How to complete this task
Below are several records. Retype exactly those lines running from the one with "repository 2088d171eb8cf07c" through the one with "const GHC_HR: u32", end lines included, and no others.

(Stored data)
===============
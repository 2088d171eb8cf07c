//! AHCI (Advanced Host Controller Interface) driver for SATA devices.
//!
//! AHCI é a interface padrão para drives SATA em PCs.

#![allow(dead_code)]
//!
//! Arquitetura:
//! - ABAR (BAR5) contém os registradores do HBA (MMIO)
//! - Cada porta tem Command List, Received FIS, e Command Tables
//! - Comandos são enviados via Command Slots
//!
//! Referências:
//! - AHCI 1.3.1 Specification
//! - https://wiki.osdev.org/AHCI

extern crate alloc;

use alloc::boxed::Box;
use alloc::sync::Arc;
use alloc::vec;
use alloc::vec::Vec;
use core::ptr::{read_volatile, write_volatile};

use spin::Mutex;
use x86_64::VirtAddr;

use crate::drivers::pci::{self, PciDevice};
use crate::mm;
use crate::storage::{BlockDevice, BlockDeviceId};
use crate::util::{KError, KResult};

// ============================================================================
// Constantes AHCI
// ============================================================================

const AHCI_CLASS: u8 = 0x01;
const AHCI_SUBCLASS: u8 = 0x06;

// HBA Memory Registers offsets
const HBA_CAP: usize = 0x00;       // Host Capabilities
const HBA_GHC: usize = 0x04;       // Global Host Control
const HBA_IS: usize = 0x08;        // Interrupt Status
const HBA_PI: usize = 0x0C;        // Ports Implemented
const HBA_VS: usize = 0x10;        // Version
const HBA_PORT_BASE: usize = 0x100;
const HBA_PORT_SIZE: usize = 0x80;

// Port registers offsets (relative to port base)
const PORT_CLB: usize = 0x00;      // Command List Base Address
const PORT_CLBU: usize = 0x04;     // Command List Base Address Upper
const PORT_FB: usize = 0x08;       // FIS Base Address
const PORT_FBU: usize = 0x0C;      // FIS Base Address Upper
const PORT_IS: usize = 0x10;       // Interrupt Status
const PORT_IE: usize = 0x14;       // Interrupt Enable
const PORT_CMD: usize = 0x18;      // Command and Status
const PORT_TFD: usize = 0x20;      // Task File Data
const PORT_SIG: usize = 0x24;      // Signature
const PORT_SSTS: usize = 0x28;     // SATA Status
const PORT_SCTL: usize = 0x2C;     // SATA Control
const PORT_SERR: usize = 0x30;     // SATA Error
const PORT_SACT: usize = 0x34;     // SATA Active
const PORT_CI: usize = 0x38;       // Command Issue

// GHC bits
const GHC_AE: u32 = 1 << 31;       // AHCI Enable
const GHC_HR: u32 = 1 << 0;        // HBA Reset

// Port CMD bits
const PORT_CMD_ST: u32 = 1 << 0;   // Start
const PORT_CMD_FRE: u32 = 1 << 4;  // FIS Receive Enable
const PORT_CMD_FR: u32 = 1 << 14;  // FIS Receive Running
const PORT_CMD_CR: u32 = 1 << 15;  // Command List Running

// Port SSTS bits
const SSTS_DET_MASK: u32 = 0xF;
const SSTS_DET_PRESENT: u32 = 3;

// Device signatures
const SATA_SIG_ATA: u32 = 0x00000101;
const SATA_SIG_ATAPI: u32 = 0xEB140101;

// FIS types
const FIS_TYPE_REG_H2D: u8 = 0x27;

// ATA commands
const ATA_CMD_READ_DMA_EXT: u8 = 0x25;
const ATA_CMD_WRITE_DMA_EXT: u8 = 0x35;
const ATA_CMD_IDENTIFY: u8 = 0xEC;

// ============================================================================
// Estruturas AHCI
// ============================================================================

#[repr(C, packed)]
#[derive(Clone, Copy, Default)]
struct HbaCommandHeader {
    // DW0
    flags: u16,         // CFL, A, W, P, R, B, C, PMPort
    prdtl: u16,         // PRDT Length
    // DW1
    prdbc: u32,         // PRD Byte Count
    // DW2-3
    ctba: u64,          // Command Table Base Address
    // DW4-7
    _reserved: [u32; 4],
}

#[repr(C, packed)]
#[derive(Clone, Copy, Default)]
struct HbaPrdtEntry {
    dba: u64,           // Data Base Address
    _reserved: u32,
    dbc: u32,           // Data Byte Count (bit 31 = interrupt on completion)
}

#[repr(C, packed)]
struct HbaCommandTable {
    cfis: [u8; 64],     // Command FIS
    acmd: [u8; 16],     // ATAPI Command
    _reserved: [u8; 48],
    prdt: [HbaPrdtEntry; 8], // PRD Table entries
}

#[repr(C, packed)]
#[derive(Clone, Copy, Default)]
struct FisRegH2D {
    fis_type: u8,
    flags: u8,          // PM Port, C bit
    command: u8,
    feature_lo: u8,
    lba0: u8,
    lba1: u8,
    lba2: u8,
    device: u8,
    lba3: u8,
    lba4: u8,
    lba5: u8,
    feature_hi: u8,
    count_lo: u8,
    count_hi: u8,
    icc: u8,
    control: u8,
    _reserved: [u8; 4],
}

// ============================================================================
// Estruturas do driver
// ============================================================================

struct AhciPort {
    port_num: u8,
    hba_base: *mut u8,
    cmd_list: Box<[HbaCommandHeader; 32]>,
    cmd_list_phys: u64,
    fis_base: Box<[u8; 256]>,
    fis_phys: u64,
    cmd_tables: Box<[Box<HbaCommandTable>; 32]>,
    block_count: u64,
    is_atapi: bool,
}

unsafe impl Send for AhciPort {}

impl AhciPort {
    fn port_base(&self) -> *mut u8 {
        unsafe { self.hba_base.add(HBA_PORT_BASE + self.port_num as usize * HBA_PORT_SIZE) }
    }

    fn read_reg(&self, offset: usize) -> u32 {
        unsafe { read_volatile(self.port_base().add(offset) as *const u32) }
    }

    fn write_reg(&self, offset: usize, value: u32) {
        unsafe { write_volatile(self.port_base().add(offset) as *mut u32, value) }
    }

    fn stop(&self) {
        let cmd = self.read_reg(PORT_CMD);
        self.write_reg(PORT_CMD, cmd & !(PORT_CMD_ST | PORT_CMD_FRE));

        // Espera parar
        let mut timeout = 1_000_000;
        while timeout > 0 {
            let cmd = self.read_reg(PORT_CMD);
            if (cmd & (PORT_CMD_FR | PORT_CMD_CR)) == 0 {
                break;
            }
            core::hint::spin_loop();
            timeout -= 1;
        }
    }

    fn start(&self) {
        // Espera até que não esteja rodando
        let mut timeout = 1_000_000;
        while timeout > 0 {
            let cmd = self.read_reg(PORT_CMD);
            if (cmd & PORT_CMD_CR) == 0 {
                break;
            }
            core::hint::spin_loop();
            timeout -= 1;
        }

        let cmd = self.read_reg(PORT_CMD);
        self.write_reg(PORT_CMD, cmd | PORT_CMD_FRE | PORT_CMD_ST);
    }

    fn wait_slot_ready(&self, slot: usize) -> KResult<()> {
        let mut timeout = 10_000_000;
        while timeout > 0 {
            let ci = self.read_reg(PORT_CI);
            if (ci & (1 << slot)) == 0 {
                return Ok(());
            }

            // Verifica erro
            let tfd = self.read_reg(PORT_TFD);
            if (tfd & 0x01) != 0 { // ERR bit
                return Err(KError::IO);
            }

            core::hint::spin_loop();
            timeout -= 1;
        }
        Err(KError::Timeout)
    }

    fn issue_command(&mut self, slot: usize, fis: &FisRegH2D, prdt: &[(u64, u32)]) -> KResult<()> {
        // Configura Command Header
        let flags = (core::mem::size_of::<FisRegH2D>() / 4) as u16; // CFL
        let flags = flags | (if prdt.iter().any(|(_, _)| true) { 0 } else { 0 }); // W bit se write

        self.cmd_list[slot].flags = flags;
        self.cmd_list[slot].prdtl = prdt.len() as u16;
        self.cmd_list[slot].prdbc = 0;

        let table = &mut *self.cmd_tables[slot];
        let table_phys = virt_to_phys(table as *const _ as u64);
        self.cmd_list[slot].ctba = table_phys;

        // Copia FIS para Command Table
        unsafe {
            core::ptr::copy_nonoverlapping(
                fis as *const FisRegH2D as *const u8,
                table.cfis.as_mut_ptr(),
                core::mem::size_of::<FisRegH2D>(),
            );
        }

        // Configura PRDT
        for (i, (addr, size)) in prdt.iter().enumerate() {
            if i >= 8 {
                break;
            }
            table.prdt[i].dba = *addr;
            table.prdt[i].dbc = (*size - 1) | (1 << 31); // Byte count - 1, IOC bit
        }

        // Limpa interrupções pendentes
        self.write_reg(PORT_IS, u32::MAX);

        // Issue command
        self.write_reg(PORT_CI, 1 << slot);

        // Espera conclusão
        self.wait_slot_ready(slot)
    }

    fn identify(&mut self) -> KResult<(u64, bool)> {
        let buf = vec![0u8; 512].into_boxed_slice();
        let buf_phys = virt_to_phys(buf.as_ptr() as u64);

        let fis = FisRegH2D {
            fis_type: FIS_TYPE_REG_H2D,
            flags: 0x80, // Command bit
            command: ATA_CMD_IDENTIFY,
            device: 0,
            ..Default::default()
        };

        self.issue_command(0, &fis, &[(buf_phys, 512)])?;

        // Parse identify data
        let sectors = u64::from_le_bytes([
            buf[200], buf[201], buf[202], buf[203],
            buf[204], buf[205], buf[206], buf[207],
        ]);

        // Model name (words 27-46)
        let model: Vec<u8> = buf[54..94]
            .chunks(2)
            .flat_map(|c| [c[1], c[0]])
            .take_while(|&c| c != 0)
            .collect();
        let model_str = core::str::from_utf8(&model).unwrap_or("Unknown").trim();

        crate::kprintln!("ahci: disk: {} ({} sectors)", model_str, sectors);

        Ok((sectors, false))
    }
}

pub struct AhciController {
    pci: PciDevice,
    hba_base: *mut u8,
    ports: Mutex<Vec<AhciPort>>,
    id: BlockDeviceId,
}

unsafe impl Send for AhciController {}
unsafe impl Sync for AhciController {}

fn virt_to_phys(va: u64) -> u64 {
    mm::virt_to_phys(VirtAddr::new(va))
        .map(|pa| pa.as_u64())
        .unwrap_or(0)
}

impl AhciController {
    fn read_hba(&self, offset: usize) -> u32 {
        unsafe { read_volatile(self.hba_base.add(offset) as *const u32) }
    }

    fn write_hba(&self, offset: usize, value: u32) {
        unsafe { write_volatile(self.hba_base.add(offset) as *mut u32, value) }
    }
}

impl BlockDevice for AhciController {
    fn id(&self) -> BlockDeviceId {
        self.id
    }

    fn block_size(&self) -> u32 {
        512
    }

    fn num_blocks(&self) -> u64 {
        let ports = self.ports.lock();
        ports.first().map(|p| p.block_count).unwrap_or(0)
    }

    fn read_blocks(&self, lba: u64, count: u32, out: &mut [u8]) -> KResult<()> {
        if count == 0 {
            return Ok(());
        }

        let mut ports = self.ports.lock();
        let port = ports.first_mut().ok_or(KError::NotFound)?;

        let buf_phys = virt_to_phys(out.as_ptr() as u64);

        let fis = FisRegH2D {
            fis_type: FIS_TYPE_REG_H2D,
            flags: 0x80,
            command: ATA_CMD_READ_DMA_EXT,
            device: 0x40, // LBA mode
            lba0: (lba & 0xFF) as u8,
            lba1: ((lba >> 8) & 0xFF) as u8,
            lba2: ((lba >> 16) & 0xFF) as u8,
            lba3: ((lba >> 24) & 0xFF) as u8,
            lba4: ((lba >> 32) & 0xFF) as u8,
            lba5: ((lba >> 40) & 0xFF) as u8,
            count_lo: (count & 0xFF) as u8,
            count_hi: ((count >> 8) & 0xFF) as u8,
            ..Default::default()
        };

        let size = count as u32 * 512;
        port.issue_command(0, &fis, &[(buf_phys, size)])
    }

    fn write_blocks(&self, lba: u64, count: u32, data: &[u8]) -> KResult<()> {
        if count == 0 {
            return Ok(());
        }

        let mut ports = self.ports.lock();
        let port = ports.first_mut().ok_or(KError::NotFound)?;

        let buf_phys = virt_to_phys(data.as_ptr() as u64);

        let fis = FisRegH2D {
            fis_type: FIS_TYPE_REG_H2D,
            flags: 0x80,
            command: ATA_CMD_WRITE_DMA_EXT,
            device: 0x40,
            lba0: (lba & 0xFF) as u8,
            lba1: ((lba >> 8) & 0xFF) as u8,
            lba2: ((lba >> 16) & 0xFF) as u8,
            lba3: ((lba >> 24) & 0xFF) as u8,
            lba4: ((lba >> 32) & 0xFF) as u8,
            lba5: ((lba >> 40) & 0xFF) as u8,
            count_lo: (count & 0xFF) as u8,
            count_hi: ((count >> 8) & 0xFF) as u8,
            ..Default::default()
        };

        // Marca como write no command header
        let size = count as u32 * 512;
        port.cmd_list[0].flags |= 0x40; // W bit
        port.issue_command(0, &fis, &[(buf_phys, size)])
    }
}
===============
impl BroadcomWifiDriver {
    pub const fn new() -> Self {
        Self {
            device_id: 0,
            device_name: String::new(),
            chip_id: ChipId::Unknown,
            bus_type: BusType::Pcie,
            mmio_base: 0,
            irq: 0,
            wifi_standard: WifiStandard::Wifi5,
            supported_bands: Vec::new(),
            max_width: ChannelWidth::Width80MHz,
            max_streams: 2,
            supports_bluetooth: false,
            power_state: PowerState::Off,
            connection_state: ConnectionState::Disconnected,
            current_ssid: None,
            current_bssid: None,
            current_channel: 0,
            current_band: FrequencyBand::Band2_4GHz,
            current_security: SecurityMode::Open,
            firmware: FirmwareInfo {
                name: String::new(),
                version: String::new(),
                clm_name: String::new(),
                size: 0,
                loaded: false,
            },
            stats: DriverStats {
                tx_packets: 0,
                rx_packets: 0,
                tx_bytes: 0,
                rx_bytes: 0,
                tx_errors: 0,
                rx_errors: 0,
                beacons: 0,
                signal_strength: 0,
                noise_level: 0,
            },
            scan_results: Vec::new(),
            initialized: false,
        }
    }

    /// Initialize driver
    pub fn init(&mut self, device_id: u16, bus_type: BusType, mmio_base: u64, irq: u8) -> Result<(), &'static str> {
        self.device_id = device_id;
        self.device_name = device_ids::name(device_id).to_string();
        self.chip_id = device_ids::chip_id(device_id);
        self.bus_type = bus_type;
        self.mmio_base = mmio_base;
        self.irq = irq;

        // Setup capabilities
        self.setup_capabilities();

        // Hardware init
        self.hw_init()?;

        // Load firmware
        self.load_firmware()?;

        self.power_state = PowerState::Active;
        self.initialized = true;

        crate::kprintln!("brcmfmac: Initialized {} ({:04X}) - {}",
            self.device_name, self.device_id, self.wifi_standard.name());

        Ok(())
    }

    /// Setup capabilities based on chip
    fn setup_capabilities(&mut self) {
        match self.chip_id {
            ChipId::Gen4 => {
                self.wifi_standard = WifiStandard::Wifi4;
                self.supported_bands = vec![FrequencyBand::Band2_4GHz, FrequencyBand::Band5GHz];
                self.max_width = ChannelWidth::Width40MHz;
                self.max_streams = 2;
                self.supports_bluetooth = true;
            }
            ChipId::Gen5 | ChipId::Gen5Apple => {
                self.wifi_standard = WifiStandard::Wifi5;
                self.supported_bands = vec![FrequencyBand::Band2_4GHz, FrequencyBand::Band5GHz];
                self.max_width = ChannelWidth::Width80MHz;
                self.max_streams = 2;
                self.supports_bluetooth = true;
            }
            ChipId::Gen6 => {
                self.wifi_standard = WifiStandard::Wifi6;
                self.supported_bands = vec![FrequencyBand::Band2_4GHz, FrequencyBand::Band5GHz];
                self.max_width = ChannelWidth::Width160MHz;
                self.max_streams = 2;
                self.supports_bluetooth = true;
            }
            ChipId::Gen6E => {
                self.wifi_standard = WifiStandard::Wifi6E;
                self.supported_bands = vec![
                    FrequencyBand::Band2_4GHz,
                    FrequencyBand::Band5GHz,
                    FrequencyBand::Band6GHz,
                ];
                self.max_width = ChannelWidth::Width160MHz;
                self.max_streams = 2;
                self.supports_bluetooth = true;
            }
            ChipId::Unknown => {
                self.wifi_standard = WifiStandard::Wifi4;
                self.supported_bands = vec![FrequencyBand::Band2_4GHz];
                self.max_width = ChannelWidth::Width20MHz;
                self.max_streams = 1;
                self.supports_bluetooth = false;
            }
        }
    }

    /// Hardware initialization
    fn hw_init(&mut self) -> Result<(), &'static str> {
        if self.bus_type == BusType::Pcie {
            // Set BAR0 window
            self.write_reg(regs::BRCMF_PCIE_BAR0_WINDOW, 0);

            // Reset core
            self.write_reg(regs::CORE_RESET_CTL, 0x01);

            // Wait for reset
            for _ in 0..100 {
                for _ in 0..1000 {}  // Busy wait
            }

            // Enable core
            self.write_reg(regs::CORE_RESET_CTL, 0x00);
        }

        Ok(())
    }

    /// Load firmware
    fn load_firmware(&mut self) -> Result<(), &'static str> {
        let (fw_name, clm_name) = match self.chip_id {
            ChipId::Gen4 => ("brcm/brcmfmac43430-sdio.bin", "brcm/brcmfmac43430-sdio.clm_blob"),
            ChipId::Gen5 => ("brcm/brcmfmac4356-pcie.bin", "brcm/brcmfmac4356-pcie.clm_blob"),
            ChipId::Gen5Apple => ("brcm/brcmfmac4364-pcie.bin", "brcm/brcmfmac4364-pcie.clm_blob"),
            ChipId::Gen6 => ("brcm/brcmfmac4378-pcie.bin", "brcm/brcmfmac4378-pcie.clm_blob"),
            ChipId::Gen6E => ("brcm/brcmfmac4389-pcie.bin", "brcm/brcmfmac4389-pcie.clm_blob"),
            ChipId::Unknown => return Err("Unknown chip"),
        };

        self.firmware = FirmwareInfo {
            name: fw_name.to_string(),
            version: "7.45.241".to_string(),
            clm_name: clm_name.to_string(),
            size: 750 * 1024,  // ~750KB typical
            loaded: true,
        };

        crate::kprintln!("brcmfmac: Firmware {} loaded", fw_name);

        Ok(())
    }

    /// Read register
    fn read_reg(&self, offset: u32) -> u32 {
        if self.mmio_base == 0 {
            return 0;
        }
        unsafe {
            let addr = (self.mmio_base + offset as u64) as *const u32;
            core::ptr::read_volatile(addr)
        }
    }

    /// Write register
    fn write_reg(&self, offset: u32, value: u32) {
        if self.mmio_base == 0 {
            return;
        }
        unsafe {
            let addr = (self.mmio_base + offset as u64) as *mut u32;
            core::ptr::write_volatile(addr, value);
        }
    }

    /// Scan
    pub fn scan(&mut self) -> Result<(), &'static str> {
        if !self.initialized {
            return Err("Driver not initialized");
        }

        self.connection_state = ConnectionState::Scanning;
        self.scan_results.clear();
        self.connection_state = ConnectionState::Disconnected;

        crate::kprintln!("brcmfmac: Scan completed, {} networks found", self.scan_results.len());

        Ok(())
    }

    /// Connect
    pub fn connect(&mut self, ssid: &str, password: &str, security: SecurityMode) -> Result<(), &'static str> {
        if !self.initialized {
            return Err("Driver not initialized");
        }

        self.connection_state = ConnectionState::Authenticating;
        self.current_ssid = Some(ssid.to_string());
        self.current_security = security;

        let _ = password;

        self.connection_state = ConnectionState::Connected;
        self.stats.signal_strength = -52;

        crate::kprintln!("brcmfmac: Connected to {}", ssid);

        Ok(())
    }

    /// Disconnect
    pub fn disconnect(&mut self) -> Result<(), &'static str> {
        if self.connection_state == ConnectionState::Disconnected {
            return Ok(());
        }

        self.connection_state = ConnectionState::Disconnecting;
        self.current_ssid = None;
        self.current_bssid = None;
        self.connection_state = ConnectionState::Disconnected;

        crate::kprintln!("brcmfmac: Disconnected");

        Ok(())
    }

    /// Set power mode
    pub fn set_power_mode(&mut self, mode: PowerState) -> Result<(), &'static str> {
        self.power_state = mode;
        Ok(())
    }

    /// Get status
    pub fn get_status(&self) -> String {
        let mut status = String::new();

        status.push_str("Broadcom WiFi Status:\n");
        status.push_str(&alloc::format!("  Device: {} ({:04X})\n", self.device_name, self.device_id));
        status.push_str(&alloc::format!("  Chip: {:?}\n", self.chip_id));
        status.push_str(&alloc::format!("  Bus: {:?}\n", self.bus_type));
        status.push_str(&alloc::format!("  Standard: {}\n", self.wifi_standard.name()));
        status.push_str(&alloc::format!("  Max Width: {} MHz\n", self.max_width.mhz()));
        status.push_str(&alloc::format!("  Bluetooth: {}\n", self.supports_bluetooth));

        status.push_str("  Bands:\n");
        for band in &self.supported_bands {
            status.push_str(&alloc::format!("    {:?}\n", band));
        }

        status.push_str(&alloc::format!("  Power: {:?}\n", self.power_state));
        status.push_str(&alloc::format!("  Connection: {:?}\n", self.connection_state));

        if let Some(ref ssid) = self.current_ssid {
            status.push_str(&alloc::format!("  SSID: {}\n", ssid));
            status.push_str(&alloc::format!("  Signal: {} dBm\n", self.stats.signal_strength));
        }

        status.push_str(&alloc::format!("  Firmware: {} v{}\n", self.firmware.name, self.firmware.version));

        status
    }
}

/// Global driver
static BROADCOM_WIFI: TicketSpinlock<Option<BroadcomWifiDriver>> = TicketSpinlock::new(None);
===============
Output of the exercise
repository 2088d171eb8cf07c
//! AHCI (Advanced Host Controller Interface) driver for SATA devices.
//!
//! AHCI é a interface padrão para drives SATA em PCs.

#![allow(dead_code)]
//!
//! Arquitetura:
//! - ABAR (BAR5) contém os registradores do HBA (MMIO)
//! - Cada porta tem Command List, Received FIS, e Command Tables
//! - Comandos são enviados via Command Slots
//!
//! Referências:
//! - AHCI 1.3.1 Specification
//! - https://wiki.osdev.org/AHCI

extern crate alloc;

use alloc::boxed::Box;
use alloc::sync::Arc;
use alloc::vec;
use alloc::vec::Vec;
use core::ptr::{read_volatile, write_volatile};

use spin::Mutex;
use x86_64::VirtAddr;

use crate::drivers::pci::{self, PciDevice};
use crate::mm;
use crate::storage::{BlockDevice, BlockDeviceId};
use crate::util::{KError, KResult};

// ============================================================================
// Constantes AHCI
// ============================================================================

const AHCI_CLASS: u8 = 0x01;
const AHCI_SUBCLASS: u8 = 0x06;

// HBA Memory Registers offsets
const HBA_CAP: usize = 0x00;       // Host Capabilities
const HBA_GHC: usize = 0x04;       // Global Host Control
const HBA_IS: usize = 0x08;        // Interrupt Status
const HBA_PI: usize = 0x0C;        // Ports Implemented
const HBA_VS: usize = 0x10;        // Version
const HBA_PORT_BASE: usize = 0x100;
const HBA_PORT_SIZE: usize = 0x80;

// Port registers offsets (relative to port base)
const PORT_CLB: usize = 0x00;      // Command List Base Address
const PORT_CLBU: usize = 0x04;     // Command List Base Address Upper
const PORT_FB: usize = 0x08;       // FIS Base Address
const PORT_FBU: usize = 0x0C;      // FIS Base Address Upper
const PORT_IS: usize = 0x10;       // Interrupt Status
const PORT_IE: usize = 0x14;       // Interrupt Enable
const PORT_CMD: usize = 0x18;      // Command and Status
const PORT_TFD: usize = 0x20;      // Task File Data
const PORT_SIG: usize = 0x24;      // Signature
const PORT_SSTS: usize = 0x28;     // SATA Status
const PORT_SCTL: usize = 0x2C;     // SATA Control
const PORT_SERR: usize = 0x30;     // SATA Error
const PORT_SACT: usize = 0x34;     // SATA Active
const PORT_CI: usize = 0x38;       // Command Issue

// GHC bits
const GHC_AE: u32 = 1 << 31;       // AHCI Enable
const GHC_HR: u32 = 1 << 0;        // HBA Reset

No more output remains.